Seit der Entwicklung der BSC in den 1990er Jahren hat das Konzept große Anerkennung erfahren. „Kaum ein anderes Instrument hat in den letzten Jahren des 20. Jahrhunderts einen derartigen Siegeszug vollzogen, wie dies für die Balanced Scorecard gilt.“[27]
Das Konzept ist allerdings nicht frei von Kritik. Mitunter kontroverse Diskussionen wurden in den letzten Jahren hinsichtlich des Innovationsgrades der BSC geführt. So manche Kritiker bezeichneten das Managementinstrument als Modeerscheinung, dessen Zenit bereits überschritten sei[28] oder als „Alter Wein in neuen Schläuchen“[29]. In der einschlägigen Literatur, in der Praxis und von Befürwortern wird die BSC jedoch als innovatives Instrument zur Strategieumsetzung und als eines der erfolgreichsten Managementtools der vergangenen Jahre bezeichnet.[30]
2.5 Kennzahlen, Kennzahlensysteme, Performance Measurement
Kennzahlen
Für ein erfolgreiches Management ist eine umfassende Beschaffung und Auswertung von aktuellen Informationen die Basis für unternehmerische Entscheidungen.

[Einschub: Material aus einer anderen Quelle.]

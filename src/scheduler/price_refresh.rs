//! Price refresh scheduler
//!
//! Re-pulls prices and revalues every holding, on demand or on a fixed
//! interval. A refresh moves Idle -> Fetching -> Applying -> Idle; a trigger
//! that arrives while a refresh is in flight is dropped.
//!
//! Stopping sets a stop flag and signals the timer task. An in-flight fetch
//! is abandoned and no holding is written after the flag is observed.

use crate::db::InventoryStore;
use crate::error::AppError;
use crate::feeds::PriceFeed;
use crate::services::{RefreshReport, RefreshService};
use crate::state::AppState;
use parking_lot::Mutex;
use std::sync::atomic::{AtomicBool, Ordering};
use std::sync::Arc;
use std::time::Duration;
use tokio::sync::{broadcast, oneshot};
use tokio::task::JoinHandle;
use tokio::time::MissedTickBehavior;
use tracing::{debug, info, warn, Instrument};

/// Where the refresh cycle currently is
#[derive(Debug, Clone, Copy, PartialEq, Eq)]
pub enum RefreshPhase {
    Idle,
    Fetching,
    Applying,
}

/// Result of one trigger
#[derive(Debug)]
pub enum RefreshOutcome {
    Completed(RefreshReport),
    /// Another refresh was in flight
    Skipped,
    /// The fetch failed; holdings were left unchanged
    Failed(AppError),
    /// Shutdown was requested before anything was written
    Cancelled,
}

/// Broadcast to subscribers after every refresh that ran
#[derive(Debug, Clone)]
pub enum RefreshEvent {
    Completed(RefreshReport),
    Failed { run_id: String, message: String },
}

struct Inner {
    store: Arc<dyn InventoryStore>,
    feed: Arc<dyn PriceFeed>,
    phase: Mutex<RefreshPhase>,
    stop: AtomicBool,
    catalog_checked: AtomicBool,
    events: broadcast::Sender<RefreshEvent>,
}

/// Resets the phase to Idle however the run ends, including when its future is dropped
struct PhaseGuard {
    inner: Arc<Inner>,
}

impl PhaseGuard {
    fn set(&self, phase: RefreshPhase) {
        *self.inner.phase.lock() = phase;
    }
}

impl Drop for PhaseGuard {
    fn drop(&mut self) {
        *self.inner.phase.lock() = RefreshPhase::Idle;
    }
}

/// Refresh scheduler shared by manual refreshes and the timer task
#[derive(Clone)]
pub struct RefreshScheduler {
    inner: Arc<Inner>,
}

impl RefreshScheduler {
    /// Create a new refresh scheduler
    pub fn new(store: Arc<dyn InventoryStore>, feed: Arc<dyn PriceFeed>) -> Self {
        let (events, _) = broadcast::channel(16);
        Self {
            inner: Arc::new(Inner {
                store,
                feed,
                phase: Mutex::new(RefreshPhase::Idle),
                stop: AtomicBool::new(false),
                catalog_checked: AtomicBool::new(false),
                events,
            }),
        }
    }

    pub fn from_state(state: &AppState) -> Self {
        Self::new(state.store.clone(), state.feed.clone())
    }

    pub fn phase(&self) -> RefreshPhase {
        *self.inner.phase.lock()
    }

    pub fn subscribe(&self) -> broadcast::Receiver<RefreshEvent> {
        self.inner.events.subscribe()
    }

    /// Run one refresh now, unless one is already in flight
    pub async fn trigger(&self) -> RefreshOutcome {
        let Some(guard) = self.try_begin() else {
            debug!("Refresh already in flight, trigger ignored");
            return RefreshOutcome::Skipped;
        };

        let run_id = uuid::Uuid::new_v4().to_string();
        let span = tracing::info_span!("refresh", run_id = %run_id);
        self.run(guard, run_id).instrument(span).await
    }

    fn try_begin(&self) -> Option<PhaseGuard> {
        let mut phase = self.inner.phase.lock();
        if *phase != RefreshPhase::Idle {
            return None;
        }
        *phase = RefreshPhase::Fetching;

        Some(PhaseGuard {
            inner: self.inner.clone(),
        })
    }

    async fn run(&self, guard: PhaseGuard, run_id: String) -> RefreshOutcome {
        if self.is_stopping() {
            return RefreshOutcome::Cancelled;
        }

        info!("Fetching prices from {} feed", self.inner.feed.name());
        let snapshot = match self.inner.feed.fetch_snapshot().await {
            Ok(snapshot) => snapshot,
            Err(e) => {
                warn!("Price refresh failed, keeping previous values: {}", e);
                self.publish(RefreshEvent::Failed {
                    run_id,
                    message: e.to_string(),
                });
                return RefreshOutcome::Failed(e);
            }
        };

        if self.is_stopping() {
            return RefreshOutcome::Cancelled;
        }

        if snapshot.is_empty() {
            warn!("Price feed returned no quotes");
        }
        self.check_catalog_coverage(&snapshot);

        guard.set(RefreshPhase::Applying);
        match RefreshService::apply_snapshot(
            self.inner.store.as_ref(),
            &snapshot,
            &run_id,
            &self.inner.stop,
        ) {
            Ok(report) => {
                info!(
                    "Refresh complete: {} updated, {} skipped, {} failed",
                    report.updated, report.skipped, report.failed
                );
                self.publish(RefreshEvent::Completed(report.clone()));
                RefreshOutcome::Completed(report)
            }
            Err(e) => {
                warn!("Could not load holdings for refresh: {}", e);
                self.publish(RefreshEvent::Failed {
                    run_id,
                    message: e.to_string(),
                });
                RefreshOutcome::Failed(e)
            }
        }
    }

    /// Warn once about catalog instruments the feed does not publish
    fn check_catalog_coverage(&self, snapshot: &crate::feeds::types::PriceSnapshot) {
        if self.inner.catalog_checked.swap(true, Ordering::SeqCst) {
            return;
        }
        for instrument in snapshot.missing_instruments() {
            warn!(
                "Price feed does not publish {} ({}); holdings of it stay unvalued",
                instrument.code, instrument.variant
            );
        }
    }

    fn publish(&self, event: RefreshEvent) {
        // No subscribers is fine
        let _ = self.inner.events.send(event);
    }

    fn is_stopping(&self) -> bool {
        self.inner.stop.load(Ordering::SeqCst)
    }

    /// Start the timer task. The first refresh runs immediately.
    pub fn start(&self, interval: Duration) -> SchedulerHandle {
        let (shutdown_tx, mut shutdown_rx) = oneshot::channel::<()>();
        let scheduler = self.clone();

        let task = tokio::spawn(async move {
            info!("Refresh scheduler started, every {}s", interval.as_secs());

            let mut ticker = tokio::time::interval(interval);
            ticker.set_missed_tick_behavior(MissedTickBehavior::Skip);

            loop {
                tokio::select! {
                    _ = &mut shutdown_rx => break,
                    _ = ticker.tick() => {
                        tokio::select! {
                            _ = &mut shutdown_rx => {
                                info!("Abandoning in-flight refresh");
                                break;
                            }
                            outcome = scheduler.trigger() => {
                                debug!("Scheduled refresh finished: {:?}", outcome);
                            }
                        }
                    }
                }
            }

            info!("Refresh scheduler stopped");
        });

        SchedulerHandle {
            scheduler: self.clone(),
            shutdown_tx: Some(shutdown_tx),
            task: Some(task),
        }
    }
}

/// Handle to a running timer task
pub struct SchedulerHandle {
    scheduler: RefreshScheduler,
    shutdown_tx: Option<oneshot::Sender<()>>,
    task: Option<JoinHandle<()>>,
}

impl SchedulerHandle {
    /// Stop the timer task and wait for it to exit
    pub async fn shutdown(mut self) {
        self.scheduler.inner.stop.store(true, Ordering::SeqCst);

        if let Some(tx) = self.shutdown_tx.take() {
            let _ = tx.send(());
        }
        if let Some(task) = self.task.take() {
            if let Err(e) = task.await {
                warn!("Refresh scheduler task ended abnormally: {}", e);
            }
        }
    }
}

#[cfg(test)]
mod tests {
    use super::*;
    use crate::db::sqlite::SqliteDb;
    use crate::error::Result;
    use crate::feeds::types::{PriceQuote, PriceSnapshot};
    use crate::state::test_support::{holding, StaticFeed};
    use async_trait::async_trait;
    use tokio::sync::Notify;

    /// Feed that blocks every fetch until released
    struct GatedFeed {
        release: Notify,
    }

    #[async_trait]
    impl PriceFeed for GatedFeed {
        fn name(&self) -> &'static str {
            "gated"
        }

        async fn fetch_snapshot(&self) -> Result<PriceSnapshot> {
            self.release.notified().await;
            Ok(PriceSnapshot::new(
                "gated",
                vec![PriceQuote::new("GA", "GA", "2200", "2210", None)],
                vec![],
            ))
        }
    }

    fn store_with_gold() -> (Arc<SqliteDb>, i64) {
        let db = Arc::new(SqliteDb::in_memory().unwrap());
        let id = db.create(&holding("GA", 10.0, 2000.0)).unwrap();
        (db, id)
    }

    async fn wait_for_phase(scheduler: &RefreshScheduler, phase: RefreshPhase) {
        tokio::time::timeout(Duration::from_secs(5), async {
            while scheduler.phase() != phase {
                tokio::time::sleep(Duration::from_millis(5)).await;
            }
        })
        .await
        .expect("phase not reached");
    }

    #[tokio::test]
    async fn test_trigger_applies_prices() {
        let (db, id) = store_with_gold();
        let scheduler = RefreshScheduler::new(
            db.clone(),
            Arc::new(StaticFeed::with_prices(&[("GA", "2200")], &[])),
        );
        let mut events = scheduler.subscribe();

        let RefreshOutcome::Completed(report) = scheduler.trigger().await else {
            panic!("refresh should complete");
        };
        assert_eq!(report.updated, 1);
        assert_eq!(scheduler.phase(), RefreshPhase::Idle);

        let stored = db.get(id).unwrap().unwrap();
        assert_eq!(stored.current_value, 22000.0);
        assert!((stored.profit_loss_pct - 10.0).abs() < 1e-9);

        match events.recv().await.unwrap() {
            RefreshEvent::Completed(event) => assert_eq!(event.run_id, report.run_id),
            other => panic!("unexpected event {:?}", other),
        }
    }

    #[tokio::test]
    async fn test_trigger_during_refresh_is_skipped() {
        let (db, id) = store_with_gold();
        let feed = Arc::new(GatedFeed {
            release: Notify::new(),
        });
        let scheduler = RefreshScheduler::new(db.clone(), feed.clone());

        let first = tokio::spawn({
            let scheduler = scheduler.clone();
            async move { scheduler.trigger().await }
        });
        wait_for_phase(&scheduler, RefreshPhase::Fetching).await;

        assert!(matches!(scheduler.trigger().await, RefreshOutcome::Skipped));

        feed.release.notify_one();
        assert!(matches!(first.await.unwrap(), RefreshOutcome::Completed(_)));
        assert_eq!(db.get(id).unwrap().unwrap().current_price, Some(2200.0));
        assert_eq!(scheduler.phase(), RefreshPhase::Idle);
    }

    #[tokio::test]
    async fn test_failed_fetch_leaves_holdings_unchanged() {
        let (db, id) = store_with_gold();
        let before = db.get(id).unwrap().unwrap();

        let scheduler = RefreshScheduler::new(db.clone(), Arc::new(StaticFeed::failing()));
        let mut events = scheduler.subscribe();

        let outcome = scheduler.trigger().await;
        assert!(matches!(outcome, RefreshOutcome::Failed(AppError::FeedUnavailable(_))));
        assert!(matches!(events.recv().await.unwrap(), RefreshEvent::Failed { .. }));

        let after = db.get(id).unwrap().unwrap();
        assert_eq!(after.valuation(), before.valuation());
        assert_eq!(scheduler.phase(), RefreshPhase::Idle);
    }

    #[tokio::test]
    async fn test_timer_runs_until_shutdown() {
        let (db, id) = store_with_gold();
        let feed = Arc::new(StaticFeed::with_prices(&[("GA", "2300")], &[]));
        let scheduler = RefreshScheduler::new(db.clone(), feed.clone());
        let mut events = scheduler.subscribe();

        let handle = scheduler.start(Duration::from_millis(20));
        for _ in 0..2 {
            tokio::time::timeout(Duration::from_secs(5), events.recv())
                .await
                .expect("refresh event")
                .unwrap();
        }
        handle.shutdown().await;

        assert!(feed.calls.load(Ordering::SeqCst) >= 2);
        assert_eq!(db.get(id).unwrap().unwrap().current_price, Some(2300.0));

        // Stopped: a manual trigger no longer writes
        assert!(matches!(scheduler.trigger().await, RefreshOutcome::Cancelled));
    }

    #[tokio::test]
    async fn test_shutdown_abandons_in_flight_fetch() {
        let (db, id) = store_with_gold();
        let feed = Arc::new(GatedFeed {
            release: Notify::new(),
        });
        let scheduler = RefreshScheduler::new(db.clone(), feed.clone());

        let handle = scheduler.start(Duration::from_secs(300));
        wait_for_phase(&scheduler, RefreshPhase::Fetching).await;

        handle.shutdown().await;
        feed.release.notify_one();

        assert_eq!(scheduler.phase(), RefreshPhase::Idle);
        assert_eq!(db.get(id).unwrap().unwrap().current_price, None);
    }
}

Nur wer aussagekräftige Informationen zum richtigen Zeitpunkt besitzt, kann in Beschlusssituationen entsprechend richtig analysieren, reagieren und agieren.[31] Hierbei unterstützen Kennzahlen, um aus der Flut von Informationen die wesentlichen betriebswirtschaftlichen Daten herauszufiltern, Situationen objektiv darzustellen und Zusammenhänge aufzuzeigen. Kennzahlen sind ein Analyseinstrument zur frühzeitigen Erkennung von Schwachstellen und Abweichungen. Somit kommt ihnen die Funktion eines Beurteilungs- und Entscheidungsbarometers zu.[32]
„Mit Kennzahlen lassen sich:
· betriebliche Vorgänge messen,
· betriebliche Sachverhalte beurteilen,
· komplexe Sachverhalte kurz und prägnant darstellen,
· Maßstäbe für die Zukunft festlegen und
· kritische Erfolgsfaktoren festmachen.“[33]

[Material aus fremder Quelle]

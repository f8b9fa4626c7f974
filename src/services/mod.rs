//! Services Layer
//!
//! Business logic shared by the CLI commands and the refresh scheduler.
//!
//! # Architecture
//!
//! ```text
//! CLI commands ──────┐
//!                    ├──> Services --> Store / Price feed
//! Refresh scheduler ─┘
//! ```
//!
//! # Services
//!
//! - `ValuationService` - Current value and profit/loss arithmetic
//! - `AggregationService` - Per-code groups and portfolio totals
//! - `InventoryService` - Add, edit, delete and list holdings
//! - `RefreshService` - Apply a price snapshot across all holdings

pub mod valuation_service;
pub mod aggregation_service;
pub mod inventory_service;
pub mod refresh_service;

// Re-export commonly used types and services
pub use valuation_service::ValuationService;
pub use aggregation_service::{AggregationService, Group, PortfolioTotals, UNDEFINED_GROUP_KEY};
pub use inventory_service::{HoldingUpdate, InventoryService, NewHolding};
pub use refresh_service::{RefreshReport, RefreshService};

Kennzahlen lassen sich nach statistisch-methodischen Gesichtspunkten klassifizieren. Dabei wird zwischen absoluten Kennzahlen und Verhältniskennzahlen unterschieden.
Absolute Kennzahlen sind Einzelwerte (z.B. Umsatz), Summen (z.B. Bilanzsumme), Differenzen (z.B. Betriebsergebnis) und Mittelwerte (z.B. durchschnittlicher Lagerbestand). Durch ihre geringe Aussagekraft und die begrenzte Vergleichbarkeit ist ihr Anwendungsbereich gering. Geeignet sind sie vor allem für Vorgabezwecke, indem sie z.B. bestimmte Kostengrößen als Richtwert vorgeben.

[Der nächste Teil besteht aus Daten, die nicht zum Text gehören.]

//! XML price feed adapter
//!
//! Each catalog is a `<Kurlar>` document of `<Kur>` records carrying the same
//! fields as the JSON feed. Older endpoints wrap the document inside a SOAP
//! result element, sometimes entity-escaped; both are accepted.

use crate::config::FeedConfig;
use crate::error::{AppError, Result};
use crate::feeds::http::FeedHttpClient;
use crate::feeds::types::{PriceQuote, PriceSnapshot};
use crate::feeds::PriceFeed;
use async_trait::async_trait;
use serde::Deserialize;
use std::borrow::Cow;
use tracing::debug;

/// How the `<Kurlar>` element is spelled in a payload
struct TagForm {
    open: &'static str,
    close: &'static str,
    gt: &'static str,
    escaped: bool,
}

const TAG_FORMS: [TagForm; 2] = [
    TagForm {
        open: "<Kurlar",
        close: "</Kurlar>",
        gt: ">",
        escaped: false,
    },
    TagForm {
        open: "&lt;Kurlar",
        close: "&lt;/Kurlar&gt;",
        gt: "&gt;",
        escaped: true,
    },
];

/// XML feed implementation
pub struct XmlFeed {
    http: FeedHttpClient,
    metals_path: String,
    currencies_path: String,
}

impl XmlFeed {
    pub fn new(config: &FeedConfig) -> Result<Self> {
        Ok(Self {
            http: FeedHttpClient::new(
                config.base_url.clone(),
                config.timeout,
                "application/xml, text/xml",
            )?,
            metals_path: config.metals_path.clone(),
            currencies_path: config.currencies_path.clone(),
        })
    }

    async fn fetch_catalog(&self, path: &str) -> Result<Vec<PriceQuote>> {
        let body = self.http.get_text(path).await?;
        let quotes = decode_quotes(&body)
            .map_err(|e| AppError::FeedParse(format!("{}: {}", path, e)))?;
        debug!("Fetched {} quotes from {}", quotes.len(), path);
        Ok(quotes)
    }
}

#[async_trait]
impl PriceFeed for XmlFeed {
    fn name(&self) -> &'static str {
        "xml"
    }

    async fn fetch_snapshot(&self) -> Result<PriceSnapshot> {
        let metals = self.fetch_catalog(&self.metals_path).await?;
        let currencies = self.fetch_catalog(&self.currencies_path).await?;
        Ok(PriceSnapshot::new(self.name(), metals, currencies))
    }
}

#[derive(Debug, Deserialize)]
struct RatesDocument {
    #[serde(rename = "Kur", default)]
    items: Vec<XmlPriceItem>,
}

#[derive(Debug, Deserialize)]
struct XmlPriceItem {
    #[serde(rename = "Kod")]
    code: String,
    #[serde(rename = "Aciklama", default)]
    description: String,
    #[serde(rename = "Alis", default)]
    buy: String,
    #[serde(rename = "Satis", default)]
    sell: String,
    #[serde(rename = "GuncellenmeZamani", default)]
    last_updated: Option<String>,
}

/// Cut the `<Kurlar>` element out of a payload, unescaping it if needed
fn extract_rates_document(payload: &str) -> std::result::Result<Cow<'_, str>, String> {
    for form in &TAG_FORMS {
        let Some(start) = find_open_tag(payload, form) else {
            continue;
        };
        let element = element_span(payload, start, form)?;

        if !form.escaped {
            return Ok(Cow::Borrowed(element));
        }
        let unescaped = quick_xml::escape::unescape(element)
            .map_err(|e| format!("invalid escaped document: {}", e))?;
        return Ok(Cow::Owned(unescaped.into_owned()));
    }

    Err("no <Kurlar> element in payload".to_string())
}

/// First `<Kurlar` whose name ends there, so `<KurlarListesi>` is passed over
fn find_open_tag(payload: &str, form: &TagForm) -> Option<usize> {
    payload.match_indices(form.open).map(|(i, _)| i).find(|&i| {
        let rest = &payload[i + form.open.len()..];
        rest.starts_with(form.gt) || rest.starts_with('/') || rest.starts_with(char::is_whitespace)
    })
}

fn element_span<'a>(
    payload: &'a str,
    start: usize,
    form: &TagForm,
) -> std::result::Result<&'a str, String> {
    let unterminated = || "unterminated <Kurlar> element".to_string();

    let open_end = payload[start..]
        .find(form.gt)
        .map(|i| start + i)
        .ok_or_else(unterminated)?;
    let tag_end = open_end + form.gt.len();

    // Self-closing element: no records
    if payload[start..open_end].trim_end().ends_with('/') {
        return Ok(&payload[start..tag_end]);
    }

    let end = payload
        .rfind(form.close)
        .filter(|end| *end >= tag_end)
        .ok_or_else(unterminated)?;
    Ok(&payload[start..end + form.close.len()])
}

/// Decode one catalog payload
pub fn decode_quotes(payload: &str) -> std::result::Result<Vec<PriceQuote>, String> {
    let document = extract_rates_document(payload)?;
    let rates: RatesDocument =
        quick_xml::de::from_str(&document).map_err(|e| format!("invalid XML: {}", e))?;

    Ok(rates
        .items
        .into_iter()
        .map(|item| {
            PriceQuote::new(
                &item.code,
                &item.description,
                &item.buy,
                &item.sell,
                item.last_updated,
            )
        })
        .collect())
}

Verhältniskennzahlen werden ermittelt, indem mindestens zwei absolute Kennzahlen zueinander in Beziehung gesetzt werden. Dabei werden bestimmte Zusammenhänge zwischen betriebswirtschaftlichen Sachverhalten aufgezeigt. Verhältniszahlen besitzen im Vergleich zu den absoluten Kennzahlen eine höhere Aussagekraft. Zu den wichtigsten Verhältniskennzahlen gehören Rentabilität, Produktivität und Umschlagshäufigkeit.[34]
Kennzahlensysteme
„Unter Kennzahlensystem wird im Allgemeinen eine Zusammenstellung von Kennzahlen verstanden, wobei die einzelnen Kennzahlen in einer sachlich sinnvollen Beziehung zueinander stehen, einander ergänzen oder erklären und insgesamt auf ein gemeinsames übergeordnetes Ziel ausgerichtet sind.“[35]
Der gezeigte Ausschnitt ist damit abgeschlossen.